## [WORK TASK]
Please repeat every entry, keeping each one exactly the same.

## [PROVIDED ENTRIES]
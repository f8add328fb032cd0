//! Webcam QR Code Scanner Library
//!
//! Polls a camera, runs each frame through a QR decoder and delivers the
//! first (or every) decoded text to the caller.
//!
//! # Architecture
//!
//! ```text
//! camera ──▶ scan loop (background thread) ──▶ result sink
//!   │          poll 100ms → capture → decode        ├─ print, keep scanning
//!   └──▶ preview (observational)                    ├─ print, exit process
//!                                                   └─ handoff to read_code()
//! ```
//!
//! # Design Principles
//!
//! - **One worker per session**: capture and decode never overlap
//! - **Misses are normal**: no frame or no code is not an error
//! - **Cancellable**: cancelling wakes the worker and any blocked reader
//! - **Camera close is idempotent**: every holder may close it safely
//!
//! # Example
//!
//! ```no_run
//! use qr_scanner::{
//!     capture::MockCamera,
//!     decode::RqrrDecoder,
//!     scan::DeliveryMode,
//!     QrScanner,
//! };
//!
//! let mut scanner = QrScanner::builder(MockCamera::new(), RqrrDecoder::new())
//!     .mode(DeliveryMode::Handoff)
//!     .start()
//!     .unwrap();
//!
//! let code = scanner.read_code().unwrap();
//! println!("QR code data: {}", code.text());
//! ```

#![warn(missing_docs)]
#![warn(rust_2018_idioms)]
#![deny(unsafe_code)]

pub mod capture;
pub mod decode;
pub mod metrics;
pub mod preview;
pub mod reader;
pub mod scan;

// Re-export commonly used types at crate root
pub use capture::{Camera, CaptureConfig, FileConfig, Frame, MockCamera, ScanConfig, SharedCamera};
pub use decode::{DecodedResult, Decoder, MockDecoder, RqrrDecoder};
pub use preview::{HeadlessPreview, PreviewWindow};
pub use reader::{QrScanner, ScannerBuilder};
pub use scan::{CancelToken, DeliveryMode, ScanError, ScanOutcome, ScanState};

/// Library version.
pub const VERSION: &str = env!("CARGO_PKG_VERSION");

## [YOUR SOLUTION]
repository f8add328fb032cd0
//! Webcam QR Code Scanner Library
//!
//! Polls a camera, runs each frame through a QR decoder and delivers the
//! first (or every) decoded text to the caller.
//!
//! # Architecture
//!
//! ```text
//! camera ──▶ scan loop (background thread) ──▶ result sink
//!   │          poll 100ms → capture → decode        ├─ print, keep scanning
//!   └──▶ preview (observational)                    ├─ print, exit process
//!                                                   └─ handoff to read_code()
//! ```
//!
//! # Design Principles
//!
//! - **One worker per session**: capture and decode never overlap
//! - **Misses are normal**: no frame or no code is not an error
//! - **Cancellable**: cancelling wakes the worker and any blocked reader
//! - **Camera close is idempotent**: every holder may close it safely
//!
//! # Example
//!
//! ```no_run
//! use qr_scanner::{
//!     capture::MockCamera,
//!     decode::RqrrDecoder,
//!     scan::DeliveryMode,
//!     QrScanner,
//! };
//!
//! let mut scanner = QrScanner::builder(MockCamera::new(), RqrrDecoder::new())
//!     .mode(DeliveryMode::Handoff)
//!     .start()
//!     .unwrap();
//!
//! let code = scanner.read_code().unwrap();
//! println!("QR code data: {}", code.text());
//! ```

#![warn(missing_docs)]
#![warn(rust_2018_idioms)]
#![deny(unsafe_code)]

pub mod capture;
pub mod decode;
pub mod metrics;
pub mod preview;
pub mod reader;
pub mod scan;

// Re-export commonly used types at crate root
pub use capture::{Camera, CaptureConfig, FileConfig, Frame, MockCamera, ScanConfig, SharedCamera};
pub use decode::{DecodedResult, Decoder, MockDecoder, RqrrDecoder};
pub use preview::{HeadlessPreview, PreviewWindow};
pub use reader::{QrScanner, ScannerBuilder};
pub use scan::{CancelToken, DeliveryMode, ScanError, ScanOutcome, ScanState};

/// Library version.
pub const VERSION: &str = env!("CARGO_PKG_VERSION");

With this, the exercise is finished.